CHONGRIS v. CORRIGAN , 409 U.S. 919 (1972)

409 U.S. 919

James CHONGRIS et al.
v.
Hugh A. CORRIGAN et al.
No. 71-1532.

Supreme Court of the United States

October 16, 1972

On petition for writ of certiorari to the Supreme Court of Ohio.

The petition for a writ of certiorari is denied.

Mr. Justice DOUGLAS, dissenting.

In 1946, this Court articulated the standard to be applied in testing flight patterns over private property against the Just Compensation Clause of the Fifth Amendment. United States v. Causby, 328 U.S. 256. We held that 'the flight of airplanes, which skim the surface but do not touch it, is as much an appropriation of the use of the land as a more conventional entry upon it.' We noted that the important factor is whether the intrusion impinges on 'the owner's full enjoyment of the property and . . . his exploitation of it.' 328 U.S., at 264-265, 66 S. Ct. 1062. And, in 1962, we reiterated that standard. Griggs v. Allegheny County, 369 U.S. 84.

State after State, in the years since Causby, has come to the conclusion that airport zoning schemes that impose height restrictions on the land located below the glide paths of approaching and departing aircraft are unconstitutional efforts at avoiding the costs properly incident to the use of airport facilities, and that the imposition of such regulations upon private property constitutes a 'taking' prohibited by the Constitution.
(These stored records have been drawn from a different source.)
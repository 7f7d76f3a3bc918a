//! Application settings

use crate::cli::exit_codes::ExitCodes;
use crate::cli::redirect::{OpenMode, Redirect, RedirectFile};
use crate::cli::traceback::ErrorBoundary;
use crate::core::sitepackage::Locator;
use serde::{Deserialize, Serialize};
use std::path::{Path, PathBuf};
use thiserror::Error;
use tracing::debug;

/// Configuration errors
#[derive(Debug, Error)]
pub enum ConfigError {
    /// No per-user config directory on this platform
    #[error("could not determine config directory")]
    NoConfigDir,

    /// Reading or writing the file failed
    #[error("failed to access {}: {source}", path.display())]
    Io {
        /// Config file
        path: PathBuf,
        /// Underlying error
        source: std::io::Error,
    },

    /// The file is not valid TOML for [`AppConfig`]
    #[error("invalid config file {}: {source}", path.display())]
    Parse {
        /// Config file
        path: PathBuf,
        /// Underlying error
        source: toml::de::Error,
    },

    /// Serialization failed
    #[error("failed to serialize config: {0}")]
    Serialize(#[from] toml::ser::Error),
}

/// Application configuration
#[derive(Debug, Clone, Default, PartialEq, Serialize, Deserialize)]
#[serde(default)]
pub struct AppConfig {
    /// Output redirection defaults
    pub redirect: RedirectConfig,
    /// Error boundary defaults
    pub traceback: TracebackConfig,
    /// Package lookup overrides
    pub packages: PackagesConfig,
    /// Logging settings
    pub logging: LoggingConfig,
}

impl AppConfig {
    /// Load config from the default location.
    ///
    /// # Errors
    ///
    /// Fails when the file exists but cannot be read or parsed.
    pub fn load() -> Result<Self, ConfigError> {
        let path = super::config_file().ok_or(ConfigError::NoConfigDir)?;
        Self::load_from(&path)
    }

    /// Load config from `path`; a missing file yields the defaults.
    ///
    /// # Errors
    ///
    /// Fails when the file exists but cannot be read or parsed.
    pub fn load_from(path: &Path) -> Result<Self, ConfigError> {
        if !path.exists() {
            debug!("no config at {}, using defaults", path.display());
            return Ok(Self::default());
        }

        let content = std::fs::read_to_string(path).map_err(|source| ConfigError::Io {
            path: path.to_path_buf(),
            source,
        })?;
        toml::from_str(&content).map_err(|source| ConfigError::Parse {
            path: path.to_path_buf(),
            source,
        })
    }

    /// Save config to the default location.
    ///
    /// # Errors
    ///
    /// Fails when the file cannot be written.
    pub fn save(&self) -> Result<(), ConfigError> {
        let path = super::config_file().ok_or(ConfigError::NoConfigDir)?;
        self.save_to(&path)
    }

    /// Save config to `path`, creating parent directories
    ///
    /// # Errors
    ///
    /// Fails when the file cannot be written.
    pub fn save_to(&self, path: &Path) -> Result<(), ConfigError> {
        let io_err = |source| ConfigError::Io {
            path: path.to_path_buf(),
            source,
        };
        if let Some(parent) = path.parent() {
            std::fs::create_dir_all(parent).map_err(io_err)?;
        }
        let content = toml::to_string_pretty(self)?;
        std::fs::write(path, content).map_err(io_err)
    }

    /// Redirect wrapper with the configured streams
    pub fn redirect(&self) -> Redirect {
        Redirect::new()
            .with_stdout(self.redirect.stdout)
            .with_stderr(self.redirect.stderr)
            .with_errors(self.redirect.errors)
    }

    /// Value parser for `--redirect` with the configured file options
    pub fn redirect_file(&self) -> RedirectFile {
        RedirectFile::new()
            .mode(self.redirect.mode)
            .lazy(self.redirect.lazy)
            .atomic(self.redirect.atomic)
    }

    /// Error boundary with the configured exit code; `traceback` is the
    /// command-line flag
    pub fn boundary(&self, traceback: bool) -> ErrorBoundary {
        ErrorBoundary::new()
            .with_exit_code(self.traceback.exit_code)
            .with_traceback(traceback || self.traceback.always)
    }

    /// Package locator for this process with configured overrides
    pub fn locator(&self) -> Locator {
        let mut locator = Locator::from_env();
        if let Some(prefix) = &self.packages.prefix {
            locator = locator.with_prefix(prefix);
        }
        if let Some(cargo_home) = &self.packages.cargo_home {
            locator = locator.with_cargo_home(cargo_home);
        }
        locator
    }
}

/// Output redirection settings
#[derive(Debug, Clone, PartialEq, Eq, Serialize, Deserialize)]
#[serde(default)]
pub struct RedirectConfig {
    /// Redirect standard output
    pub stdout: bool,
    /// Redirect standard error
    pub stderr: bool,
    /// Append a report to the file when the command fails
    pub errors: bool,
    /// How the file is opened
    pub mode: OpenMode,
    /// Replace the file atomically when done
    pub atomic: bool,
    /// Create the file only when the command runs
    pub lazy: bool,
}

impl Default for RedirectConfig {
    fn default() -> Self {
        Self {
            stdout: true,
            stderr: false,
            errors: true,
            mode: OpenMode::Append,
            atomic: false,
            lazy: false,
        }
    }
}

/// Error boundary settings
#[derive(Debug, Clone, PartialEq, Eq, Serialize, Deserialize)]
#[serde(default)]
pub struct TracebackConfig {
    /// Exit code for failed commands
    pub exit_code: i32,
    /// Always print the full trace
    pub always: bool,
}

impl Default for TracebackConfig {
    fn default() -> Self {
        Self {
            exit_code: ExitCodes::UNHANDLED,
            always: false,
        }
    }
}

/// Package lookup overrides
#[derive(Debug, Clone, Default, PartialEq, Eq, Serialize, Deserialize)]
#[serde(default)]
pub struct PackagesConfig {
    /// Install prefix holding `share/<package>`
    pub prefix: Option<PathBuf>,
    /// Cargo home holding the install records
    pub cargo_home: Option<PathBuf>,
}

/// Logging settings
#[derive(Debug, Clone, PartialEq, Eq, Serialize, Deserialize)]
#[serde(default)]
pub struct LoggingConfig {
    /// Default filter directive, overridden by `RUST_LOG`
    pub level: String,
}

impl Default for LoggingConfig {
    fn default() -> Self {
        Self {
            level: "warn".to_string(),
        }
    }
}

#[cfg(test)]
mod tests {
    use super::*;

    #[test]
    fn test_missing_file_gives_defaults() {
        let dir = tempfile::tempdir().unwrap();
        let config = AppConfig::load_from(&dir.path().join("config.toml")).unwrap();
        assert_eq!(config, AppConfig::default());
        assert_eq!(config.traceback.exit_code, 3);
        assert_eq!(config.redirect(), Redirect::new());
    }

    #[test]
    fn test_partial_file() {
        let dir = tempfile::tempdir().unwrap();
        let path = dir.path().join("config.toml");
        std::fs::write(
            &path,
            "[redirect]\nstderr = true\nmode = \"truncate\"\n\n[traceback]\nexit_code = 9\n",
        )
        .unwrap();

        let config = AppConfig::load_from(&path).unwrap();
        assert!(config.redirect.stdout);
        assert!(config.redirect.stderr);
        assert_eq!(config.redirect.mode, OpenMode::Truncate);
        assert_eq!(config.boundary(false).exit_code, 9);
        assert!(!config.boundary(false).traceback);
        assert!(config.boundary(true).traceback);
        assert_eq!(config.logging.level, "warn");
    }

    #[test]
    fn test_save_and_reload() {
        let dir = tempfile::tempdir().unwrap();
        let path = dir.path().join("nested").join("config.toml");

        let mut config = AppConfig::default();
        config.packages.cargo_home = Some(dir.path().join("cargo"));
        config.traceback.always = true;
        config.save_to(&path).unwrap();

        let loaded = AppConfig::load_from(&path).unwrap();
        assert_eq!(loaded, config);
        assert_eq!(loaded.locator().cargo_home(), Some(dir.path().join("cargo").as_path()));
    }

    #[test]
    fn test_invalid_file() {
        let dir = tempfile::tempdir().unwrap();
        let path = dir.path().join("config.toml");
        std::fs::write(&path, "[traceback]\nexit_code = \"three\"\n").unwrap();

        let err = AppConfig::load_from(&path).unwrap_err();
        assert!(matches!(err, ConfigError::Parse { .. }));
        assert!(err.to_string().starts_with("invalid config file"));
    }
}
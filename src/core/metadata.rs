//! Package metadata
//!
//! Name, version and project URLs of a package, either captured at compile
//! time with [`package_metadata!`](crate::package_metadata) or read from an
//! installed package's `Cargo.toml`.

use std::path::Path;

use serde::{Deserialize, Serialize};

use super::sitepackage::{Locator, PackageError};

/// Metadata describing one package
#[derive(Debug, Clone, PartialEq, Eq, Serialize, Deserialize)]
pub struct PackageMetadata {
    /// Package name
    pub name: String,
    /// Package version
    pub version: String,
    /// `package.homepage`
    #[serde(skip_serializing_if = "Option::is_none")]
    pub homepage: Option<String>,
    /// `package.repository`
    #[serde(skip_serializing_if = "Option::is_none")]
    pub repository: Option<String>,
}

impl PackageMetadata {
    /// Create metadata without URLs
    pub fn new(name: impl Into<String>, version: impl Into<String>) -> Self {
        Self {
            name: name.into(),
            version: version.into(),
            homepage: None,
            repository: None,
        }
    }

    /// Build from the strings cargo exposes through `CARGO_PKG_*`.
    ///
    /// Cargo sets unset fields to the empty string; those become `None`.
    pub fn from_cargo_env(name: &str, version: &str, homepage: &str, repository: &str) -> Self {
        Self {
            name: name.to_string(),
            version: version.to_string(),
            homepage: non_empty(homepage),
            repository: non_empty(repository),
        }
    }

    /// Set the homepage
    pub fn with_homepage(mut self, url: impl Into<String>) -> Self {
        self.homepage = Some(url.into());
        self
    }

    /// Set the repository
    pub fn with_repository(mut self, url: impl Into<String>) -> Self {
        self.repository = Some(url.into());
        self
    }

    /// Homepage, else repository, else empty
    pub fn url(&self) -> &str {
        self.homepage
            .as_deref()
            .or(self.repository.as_deref())
            .unwrap_or("")
    }

    /// Read the `[package]` table of a `Cargo.toml`.
    ///
    /// Fields inherited from a workspace (`version.workspace = true`) are
    /// treated as absent; a missing version reads as `"0.0.0"`.
    ///
    /// # Errors
    ///
    /// Fails when the file cannot be read, is not valid TOML, or has no
    /// `[package]` table.
    pub fn from_manifest(path: &Path) -> Result<Self, PackageError> {
        Self::from_manifest_or(path, || None)
    }

    /// Like [`PackageMetadata::from_manifest`], taking the version from
    /// `fallback` when the manifest has none of its own.
    ///
    /// # Errors
    ///
    /// See [`PackageMetadata::from_manifest`].
    pub fn from_manifest_or(
        path: &Path,
        fallback: impl FnOnce() -> Option<String>,
    ) -> Result<Self, PackageError> {
        let package = read_manifest(path)?;
        let version = package
            .version
            .and_then(Field::into_value)
            .or_else(fallback)
            .unwrap_or_else(|| "0.0.0".to_string());
        Ok(Self {
            name: package.name,
            version,
            homepage: package.homepage.and_then(Field::into_value),
            repository: package.repository.and_then(Field::into_value),
        })
    }

    /// Look up an installed package by distribution name.
    ///
    /// # Errors
    ///
    /// [`PackageError::MetadataNotFound`] when no package of that name can be
    /// located.
    pub fn lookup(distribution: &str) -> Result<Self, PackageError> {
        Locator::from_env().metadata(distribution)
    }
}

/// Capture the calling crate's metadata at compile time.
///
/// ```
/// let meta = clapx::package_metadata!();
/// assert_eq!(meta.name, "clapx");
/// ```
#[macro_export]
macro_rules! package_metadata {
    () => {
        $crate::PackageMetadata::from_cargo_env(
            env!("CARGO_PKG_NAME"),
            env!("CARGO_PKG_VERSION"),
            env!("CARGO_PKG_HOMEPAGE"),
            env!("CARGO_PKG_REPOSITORY"),
        )
    };
}

fn non_empty(s: &str) -> Option<String> {
    if s.is_empty() {
        None
    } else {
        Some(s.to_string())
    }
}

/// A manifest field that is either a literal or `{ workspace = true }`
#[derive(Debug, Deserialize)]
#[serde(untagged)]
pub(crate) enum Field {
    Value(String),
    #[allow(dead_code)]
    Inherited { workspace: bool },
}

impl Field {
    fn into_value(self) -> Option<String> {
        match self {
            Field::Value(v) => Some(v),
            Field::Inherited { .. } => None,
        }
    }
}

#[derive(Debug, Deserialize)]
pub(crate) struct ManifestPackage {
    pub name: String,
    #[serde(default)]
    pub version: Option<Field>,
    #[serde(default)]
    pub homepage: Option<Field>,
    #[serde(default)]
    pub repository: Option<Field>,
}

#[derive(Debug, Default, Deserialize)]
pub(crate) struct ManifestLib {
    #[serde(default)]
    pub name: Option<String>,
}

#[derive(Debug, Deserialize)]
pub(crate) struct Manifest {
    pub package: Option<ManifestPackage>,
    #[serde(default)]
    pub lib: Option<ManifestLib>,
}

pub(crate) fn parse_manifest(path: &Path) -> Result<Manifest, PackageError> {
    let content = std::fs::read_to_string(path).map_err(|source| PackageError::Io {
        path: path.to_path_buf(),
        source,
    })?;
    toml::from_str(&content).map_err(|source| PackageError::Manifest {
        path: path.to_path_buf(),
        source,
    })
}

fn read_manifest(path: &Path) -> Result<ManifestPackage, PackageError> {
    parse_manifest(path)?
        .package
        .ok_or_else(|| PackageError::NoPackage(path.to_path_buf()))
}
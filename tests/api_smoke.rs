use clap::{Args, Command, FromArgMatches};
use clapx::{ErrorBoundary, PackageError, RedirectArgs, TracebackArgs, VersionInfo};

#[test]
fn version_from_own_metadata() {
    let info = VersionInfo::new(clapx::package_metadata!());
    assert_eq!(
        info.message("tool"),
        format!("tool, version {}\nhttps://github.com/clapx/clapx", clapx::VERSION)
    );
}

#[test]
fn derive_args_compose() {
    let cmd = TracebackArgs::augment_args(RedirectArgs::augment_args(Command::new("tool")));
    let m = cmd.try_get_matches_from(["tool", "--traceback"]).unwrap();

    let redirect = RedirectArgs::from_arg_matches(&m).unwrap();
    let traceback = TracebackArgs::from_arg_matches(&m).unwrap();
    assert!(redirect.redirect.is_none());
    assert_eq!(traceback.boundary(), ErrorBoundary::new().with_traceback(true));
}

#[test]
fn unknown_package_is_not_found() {
    let err = clapx::sitepackage_dir("nonexistent-clapx-smoke-package").unwrap_err();
    assert!(matches!(err, PackageError::NotFound { .. }));
    assert!(err
        .to_string()
        .starts_with("'nonexistent-clapx-smoke-package' is not a package or not installed"));
}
Yara Engineering Corp. v. Newark, 132 N.J.L. 370, 40 A.2d 559 (1945); Ackerman v. Port of Seattle, 55 Wash.2d 400, 348 P.2d 664 ( 1960); Indiana Toll Road Comm. v. Jankovich, 244 Ind. 574, 193 N.E.2d 237 ( 1963); Roark v. Caldwell, 87 Idaho 557, 394 P.2d 641 (1964); Jackson Municipal Airport Authority v. Evans, 191 So.2d 126 (Miss.1966); and Sneed v. Riverside, 218 Cal.App.2d 205, 32 Cal.Rptr. 318 (1963). Lower Ohio courts agreed Hageman v. Bd. of Trustees, 20 Ohio App.2d 12, 251 N.E.2d 507 (Montgomery Co., 1969); 23 Ohio Misc. 93, 259 N.E.2d 162 (Com. Pleas, Montgomery Co., 1968).

Page 409 U.S. 919 , 920

Yet a quarter of a century after Causby, the Supreme Court of Ohio has sustained the Airport Zoning Statutes contained in Chapter 4563 of the Ohio Revised Code.

It accomplishes this tour de force through the application of Euclid v. Ambler Realty Co., 272 U.S. 365. Reasoning that zoning regulations always involve some restriction on the uses to which land may be put, the court balanced 'the loss of use against the benefits to society thus obtained.' 29 Ohio St.2d 39, 46, 278 N.E.2d 658. It is a nice question when police power comes to an end as a justification for public taking of private property. Is it when the public at large is benefited at the expense of an owner of private property who is refrained from using his land in a way that is not obnoxious to his neighbors? Arguably eminent domain principles then apply; and, although the public may force upon the property owner the public need for his land, compensation is due him.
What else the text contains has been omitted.